Transactions are largely internalized inside the firm (internal labor market) and inside the keiretsu (capital, intermediary goods, technology, and information) [Imai and Itami 1984]. The contracts in the Japanese model are relational [Kester 1992].9

Crucial is managerial autonomy, which enables management to develop longterm relationships and reciprocal contracts. Control of management by stable stakeholders is based on theory that conceptualizes the firm as an evolving set of capabilities [Odagiri 1994]. Such a vision of the firm [see also Nooteboom 1996] has consequences for the type of diversification (related instead of unrelated), the type of innovation (incremental instead of radical), and for the finance of investments (group bank instead of capital market) [Imai and Itami 1984].

The mutual monitoring among stakeholders is stimulated through a common interest in the well-being of the firm as a whole. A strong rivalry among firms belonging to different groups provides a high-powered incentive to allocate efficiently also in the short-term. The ideal type of Japanese relational capitalism combines the best of two worlds: high-powered incentives from competition among rivals and long-term trust among horizontal and vertical stakeholders.

Strengths and Weaknesses of the Models

In general, the Anglo-American system performs well in providing short-term flexibility. Because of clear management objectives and the different disciplining mechanisms, the system stimulates dynamism, job rotation and entry and exit of firms. In the model, prices give clear signals that stimulate entry of firms in promising industries.

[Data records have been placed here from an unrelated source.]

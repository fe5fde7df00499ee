//! Identifier derivation

use qbridge_core::{asset_id, submission_id, Address, Amount, AssetId, ChainId};

/// Asset identifier of `token` native to `chain`
pub fn handle_asset_id(chain: u64, token: &Address) -> String {
    asset_id(ChainId(chain), token).to_string()
}

/// Submission identifier of one transfer
pub fn handle_submission_id(
    asset: &AssetId,
    amount: Amount,
    receiver: &Address,
    nonce: u64,
) -> String {
    submission_id(asset, amount, receiver, nonce).to_string()
}
//! # qbridge oracle
//!
//! Gates every mint and claim on a quorum of independent attestors.
//!
//! ## Architecture
//!
//! - **payload**: the canonical byte string an attestor signs for one submission
//! - **recovery**: secp256k1 public key recovery from a relayed signature
//! - **signer**: attestor-side signing keys (off-ledger tooling and tests)
//! - **quorum**: per-submission vote accumulation with the one-time confirmation flip
//!
//! ## Attestation flow
//!
//! 1. A `send` or `burn` emits a submission identifier on the source ledger
//! 2. Each attestor signs `build_attestation_payload(prefix, kind, id)` off-ledger
//! 3. A relayer carries the `(prefix, signature)` pairs to `submit_*_attestations`
//! 4. The quorum ledger recovers each signer, checks the attestor role and counts the vote
//!
//! Attestors holding credentials on this ledger can skip the relay and vote directly with
//! `submit_mint` / `submit_burn`. Both paths share one vote routine and reject replays the same
//! way.

pub mod payload;
pub mod quorum;
pub mod recovery;
pub mod signer;

pub use payload::{attestation_digest, build_attestation_payload, Attestation, ATTESTATION_SUFFIX};
pub use quorum::{QuorumLedger, QuorumThreshold, SharedQuorum, VoteOutcome, VoteTally};
pub use recovery::{recover_attestor, AttestationSignature};
pub use signer::AttestorKey;
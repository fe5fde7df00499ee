//! qbridge CLI library
//!
//! Command definitions and handlers behind the `qbridge` binary.

pub mod commands;
pub mod handlers;

pub use commands::{AttestationArgs, Commands};
pub use handlers::dispatch;
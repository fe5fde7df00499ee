//! Transfer State Machine
//!
//! `BridgeLedger` owns the asset registry, the transfer nonce and the set of consumed
//! submissions. It reads quorum state only through [`ConfirmationSource`].
//!
//! Per submission: `NotSubmitted → AwaitingQuorum → Confirmed → Settled`. `Settled` is tracked in
//! `used`, independently of the quorum ledger, so rebinding the confirmation source can never
//! reopen a settled submission.
//!
//! ## Atomicity
//!
//! Every operation validates first, then makes its collaborator call, then mutates local state.
//! An error at any step therefore leaves the nonce, fee balances, `used` and the event log as
//! they were, and a failed token call has already aborted before anything here changed.

use std::collections::BTreeSet;
use std::sync::Arc;

use serde::{Deserialize, Serialize};
use tracing::{debug, info, warn};

use qbridge_core::{
    asset_id, submission_id, Address, Amount, AssetId, BridgeConfig, BridgeError, BridgeEvent,
    CallContext, ChainId, ConfigValidation, ConfirmationSource, EventLog, Result, Role,
    RoleEffects, SubmissionId, TokenEffects,
};

use crate::fees::{compute_fee, validate_fee_rate};
use crate::registry::{Asset, AssetRegistry};

/// Shared handle to whatever gates mint and claim
pub type QuorumSource = Arc<dyn ConfirmationSource + Send + Sync>;

/// What a `send` or `burn` committed
#[derive(Debug, Clone, Copy, PartialEq, Eq, Serialize, Deserialize)]
pub struct TransferReceipt {
    /// Identifier attestors vote on
    pub submission: SubmissionId,
    /// Nonce consumed by this transfer
    pub nonce: u64,
    /// Amount that will arrive on the destination chain
    pub amount: Amount,
    /// Fee kept on this chain
    pub fee: Amount,
    /// Destination chain
    pub destination: ChainId,
}

/// Transfer ledger for one chain
pub struct BridgeLedger<R, T> {
    config: BridgeConfig,
    roles: R,
    tokens: T,
    quorum: QuorumSource,
    registry: AssetRegistry,
    nonce: u64,
    used: BTreeSet<SubmissionId>,
    events: EventLog,
}

impl<R, T> std::fmt::Debug for BridgeLedger<R, T> {
    fn fmt(&self, f: &mut std::fmt::Formatter<'_>) -> std::fmt::Result {
        f.debug_struct("BridgeLedger")
            .field("chain_id", &self.config.chain_id)
            .field("assets", &self.registry.len())
            .field("nonce", &self.nonce)
            .field("used", &self.used.len())
            .finish_non_exhaustive()
    }
}
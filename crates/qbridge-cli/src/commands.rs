//! Command definitions

use clap::Subcommand;

use qbridge_core::{Address, AssetId, AttestationKind, SubmissionId};

/// `qbridge` subcommands
#[derive(Debug, Clone, Subcommand)]
pub enum Commands {
    /// Derive an asset identifier from its native chain and token
    AssetId {
        /// Native chain of the asset
        #[arg(long)]
        chain: u64,
        /// Token reference on the native chain (zero address for the native currency)
        #[arg(long)]
        token: Address,
    },

    /// Derive the submission identifier of one transfer
    SubmissionId {
        /// Asset identifier
        #[arg(long)]
        asset: AssetId,
        /// Amount after fees, as emitted by send or burn
        #[arg(long)]
        amount: u128,
        /// Receiver on the destination chain
        #[arg(long)]
        receiver: Address,
        /// Transfer nonce
        #[arg(long)]
        nonce: u64,
    },

    /// Print the payload an attestor signs for a submission
    Payload(AttestationArgs),

    /// Sign an attestation with an attestor secret key
    Sign {
        #[command(flatten)]
        attestation: AttestationArgs,
        /// Hex-encoded secp256k1 secret key
        #[arg(long, env = "QBRIDGE_ATTESTOR_SECRET", hide_env_values = true)]
        secret: String,
    },

    /// Recover the attestor behind a relayed signature
    Recover {
        #[command(flatten)]
        attestation: AttestationArgs,
        /// Hex-encoded 65-byte `r || s || v` signature
        #[arg(long)]
        signature: String,
    },

    /// Print the effective configuration after file and environment layers
    Config,
}

/// Fields that select one attestation payload
#[derive(Debug, Clone, clap::Args)]
pub struct AttestationArgs {
    /// Vote table: mint, or burn (alias claim)
    #[arg(long)]
    pub kind: AttestationKind,
    /// Hex-encoded prefix chosen by the attestor
    #[arg(long, default_value = "")]
    pub prefix: String,
    /// Submission identifier
    #[arg(long)]
    pub submission: SubmissionId,
}
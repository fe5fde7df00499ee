//! # qbridge ledger
//!
//! The transfer side of the bridge: which assets exist, what they cost to move, and the four
//! operations that move them.
//!
//! ## Architecture
//!
//! - **registry**: per-asset configuration and collected fees
//! - **fees**: overflow-free fixed-point fee split
//! - **transfer**: `BridgeLedger`, the send / mint / burn / claim state machine and its admin
//!   surface
//!
//! ## Flow
//!
//! ```text
//! native chain                          wrapped chain
//! ------------                          -------------
//! send  ── AssetSent(id) ──▶ attestors ──▶ quorum(mint) ──▶ mint
//! claim ◀── quorum(burn) ◀── attestors ◀── AssetBurnt(id) ── burn
//! ```
//!
//! The ledger never counts votes itself. It asks a [`qbridge_core::ConfirmationSource`], usually
//! a shared `qbridge_oracle::QuorumLedger`, whether a submission is confirmed.

pub mod fees;
pub mod registry;
pub mod transfer;

pub use fees::{compute_fee, validate_fee_rate, FeeSplit};
pub use registry::{Asset, AssetRegistry};
pub use transfer::{BridgeLedger, QuorumSource, TransferReceipt};
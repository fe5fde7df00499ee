//! In-memory fungible token module
//!
//! Balances are keyed by `(token, holder)`. The native currency is the `Address::NATIVE` token:
//! a caller "attaching value" to a send is modelled as `transfer_into` debiting its native
//! balance. Token pulls are allowance-based, with the custody account as spender.

use std::collections::BTreeMap;

use qbridge_core::{hash, Address, Amount, BridgeError, Result, TokenEffects};

/// Token module backed by maps
#[derive(Debug, Clone, Default)]
pub struct InMemoryTokens {
    balances: BTreeMap<(Address, Address), Amount>,
    allowances: BTreeMap<(Address, Address, Address), Amount>,
    supply: BTreeMap<Address, Amount>,
    wrapped: BTreeMap<Address, String>,
}

impl InMemoryTokens {
    /// Empty module
    pub fn new() -> Self {
        Self::default()
    }

    /// Give `holder` `amount` of `token` out of thin air
    pub fn credit(&mut self, token: Address, holder: Address, amount: Amount) {
        *self.balances.entry((token, holder)).or_default() += amount;
        *self.supply.entry(token).or_default() += amount;
    }

    /// Let `spender` pull up to `amount` of `owner`'s `token`
    pub fn approve(&mut self, token: Address, owner: Address, spender: Address, amount: Amount) {
        self.allowances.insert((token, owner, spender), amount);
    }

    /// Balance of `holder`
    pub fn balance_of(&self, token: &Address, holder: &Address) -> Amount {
        self.balances.get(&(*token, *holder)).copied().unwrap_or(0)
    }

    /// Remaining allowance
    pub fn allowance(&self, token: &Address, owner: &Address, spender: &Address) -> Amount {
        self.allowances
            .get(&(*token, *owner, *spender))
            .copied()
            .unwrap_or(0)
    }

    /// Units of `token` in existence
    pub fn total_supply(&self, token: &Address) -> Amount {
        self.supply.get(token).copied().unwrap_or(0)
    }

    /// Display name of a wrapped token created through [`TokenEffects::create_wrapped`]
    pub fn wrapped_name(&self, token: &Address) -> Option<&str> {
        self.wrapped.get(token).map(String::as_str)
    }

    fn debit(&mut self, token: &Address, holder: &Address, amount: Amount) -> Result<()> {
        let balance = self.balance_of(token, holder);
        if balance < amount {
            return Err(BridgeError::insufficient_funds(format!(
                "{holder} holds {balance} of {token}, needs {amount}"
            )));
        }
        self.balances.insert((*token, *holder), balance - amount);
        Ok(())
    }

    fn deposit(&mut self, token: &Address, holder: &Address, amount: Amount) {
        *self.balances.entry((*token, *holder)).or_default() += amount;
    }

    fn require_wrapped(&self, token: &Address) -> Result<()> {
        if self.wrapped.contains_key(token) {
            return Ok(());
        }
        Err(BridgeError::token(format!("{token} is not a wrapped token")))
    }
}

impl TokenEffects for InMemoryTokens {
    fn transfer_into(
        &mut self,
        token: &Address,
        custody: &Address,
        from: &Address,
        amount: Amount,
    ) -> Result<()> {
        if *token != Address::NATIVE {
            let allowance = self.allowance(token, from, custody);
            if allowance < amount {
                return Err(BridgeError::insufficient_funds(format!(
                    "allowance {allowance} of {token} below {amount}"
                )));
            }
            self.debit(token, from, amount)?;
            self.allowances
                .insert((*token, *from, *custody), allowance - amount);
        } else {
            self.debit(token, from, amount)?;
        }
        self.deposit(token, custody, amount);
        Ok(())
    }

    fn transfer_out(
        &mut self,
        token: &Address,
        custody: &Address,
        to: &Address,
        amount: Amount,
    ) -> Result<()> {
        self.debit(token, custody, amount)?;
        self.deposit(token, to, amount);
        Ok(())
    }

    fn mint_to(&mut self, token: &Address, to: &Address, amount: Amount) -> Result<()> {
        self.require_wrapped(token)?;
        self.credit(*token, *to, amount);
        Ok(())
    }

    fn burn_from(&mut self, token: &Address, holder: &Address, amount: Amount) -> Result<()> {
        self.require_wrapped(token)?;
        self.debit(token, holder, amount)?;
        if let Some(supply) = self.supply.get_mut(token) {
            *supply = supply.saturating_sub(amount);
        }
        Ok(())
    }

    fn create_wrapped(&mut self, display_name: &str) -> Result<Address> {
        let mut h = hash::hasher();
        h.update(b"qbridge-wrapped")
            .update(display_name.as_bytes())
            .update_word(self.wrapped.len() as u128);
        let digest = h.finalize();
        let mut bytes = [0u8; 20];
        bytes.copy_from_slice(&digest[12..]);
        let token = Address(bytes);
        self.wrapped.insert(token, display_name.to_string());
        Ok(token)
    }
}

#[cfg(test)]
mod tests {
    use super::*;

    const TOKEN: Address = Address([7u8; 20]);
    const ALICE: Address = Address([1u8; 20]);
    const CUSTODY: Address = Address([9u8; 20]);

    #[test]
    fn test_pull_requires_allowance() {
        let mut tokens = InMemoryTokens::new();
        tokens.credit(TOKEN, ALICE, 100);
        let err = tokens.transfer_into(&TOKEN, &CUSTODY, &ALICE, 50).unwrap_err();
        assert!(matches!(err, BridgeError::InsufficientFunds { .. }));

        tokens.approve(TOKEN, ALICE, CUSTODY, 50);
        tokens.transfer_into(&TOKEN, &CUSTODY, &ALICE, 50).unwrap();
        assert_eq!(tokens.balance_of(&TOKEN, &CUSTODY), 50);
        assert_eq!(tokens.allowance(&TOKEN, &ALICE, &CUSTODY), 0);
    }

    #[test]
    fn test_only_wrapped_tokens_mint() {
        let mut tokens = InMemoryTokens::new();
        assert!(tokens.mint_to(&TOKEN, &ALICE, 1).is_err());
        let wrapped = tokens.create_wrapped("Wrapped Seven").unwrap();
        tokens.mint_to(&wrapped, &ALICE, 5).unwrap();
        assert_eq!(tokens.total_supply(&wrapped), 5);
        tokens.burn_from(&wrapped, &ALICE, 5).unwrap();
        assert_eq!(tokens.total_supply(&wrapped), 0);
        assert_eq!(tokens.wrapped_name(&wrapped), Some("Wrapped Seven"));
    }

    #[test]
    fn test_wrapped_addresses_are_distinct() {
        let mut tokens = InMemoryTokens::new();
        let a = tokens.create_wrapped("Same").unwrap();
        let b = tokens.create_wrapped("Same").unwrap();
        assert_ne!(a, b);
    }
}
//! Operator CLI for qbridge
//!
//! Identifier derivation, attestation signing and signature recovery for attestors, relayers and
//! operators.

use anyhow::Result;
use clap::Parser;
use std::path::PathBuf;

use qbridge_cli::{dispatch, Commands};

#[derive(Parser)]
#[command(name = "qbridge")]
#[command(about = "qbridge - attestor-gated cross-chain transfer tooling", long_about = None)]
struct Cli {
    #[command(subcommand)]
    command: Commands,

    /// Enable verbose logging
    #[arg(short, long, global = true)]
    verbose: bool,

    /// Config file path
    #[arg(short, long, global = true, default_value = "qbridge.toml")]
    config: PathBuf,
}

fn main() -> Result<()> {
    let cli = Cli::parse();

    let log_level = if cli.verbose { "debug" } else { "info" };
    let filter = tracing_subscriber::EnvFilter::try_from_default_env()
        .unwrap_or_else(|_| tracing_subscriber::EnvFilter::new(log_level));
    tracing_subscriber::fmt()
        .with_env_filter(filter)
        .with_writer(std::io::stderr)
        .init();

    let output = dispatch(&cli.command, &cli.config)?;
    println!("{output}");
    Ok(())
}

#[cfg(test)]
mod tests {
    use super::*;
    use clap::CommandFactory;

    #[test]
    fn test_cli_definition_is_consistent() {
        Cli::command().debug_assert();
    }

    #[test]
    fn test_parses_submission_id_command() {
        let cli = Cli::try_parse_from([
            "qbridge",
            "--verbose",
            "submission-id",
            "--asset",
            "0x0101010101010101010101010101010101010101010101010101010101010101",
            "--amount",
            "100",
            "--receiver",
            "0x4242424242424242424242424242424242424242",
            "--nonce",
            "0",
        ])
        .unwrap();
        assert!(cli.verbose);
        assert!(matches!(cli.command, Commands::SubmissionId { amount: 100, nonce: 0, .. }));
    }
}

In the model, competition stimulates innovations especially radical innovation [Imai and Itami 1984]. For firms, investment in R&D is most of all a question of appropriability, diffusion via markets, and financing by private venture capital. Knowledge that is relatively easily codified will be produced and exchanged.

Competition forces management to maximize shareholder value; management is profit-oriented. Depending on the assumptions about the efficiency of markets, the model predicts a short-term efficiency. The weakness of the model is long-term efficiency for which relation-specific investments are needed. When dynamic efficiency demands specific investments of labor and suppliers of intermediate goods and capital, then a profit-oriented firm, which is first of all a nexus of classical contracts, will perform weakly.

Markets are relatively costly for coordinating transactions with high relation-specific investments, and the model predicts strong vertical integration. Many empirical studies confirm the predictions of the model. 10

European-style state-led capitalism is strong in guiding complicated technology projects in which research, production, and commercialization can be isolated from the international market (armaments, space, public transport, nuclear energy, and the like). This type of capitalism is weak in sectors that have to react flexibly to market signals. In the case of social market capitalism, it is argued that, generally speaking, the investment in specific assets and correspondingly in long-term relationships is fostered. This is especially true for labor. The corresponding weakness of the model is the relative rigidity in the short run and the lock-in path dependencies in the long run that are largely due to personal relationships.

The European systems tend to blur distinctions of ownerships through a complex system of cross-stockholdings and encourages long-term relations between the suppliers and managers of capital [The Economist July 1996].

The Economist adds: "The heart of the difference between American and European firms is trust between capital suppliers and management. This trust is personally based and expressed in cross-stockholdings, alumni associations, and the like."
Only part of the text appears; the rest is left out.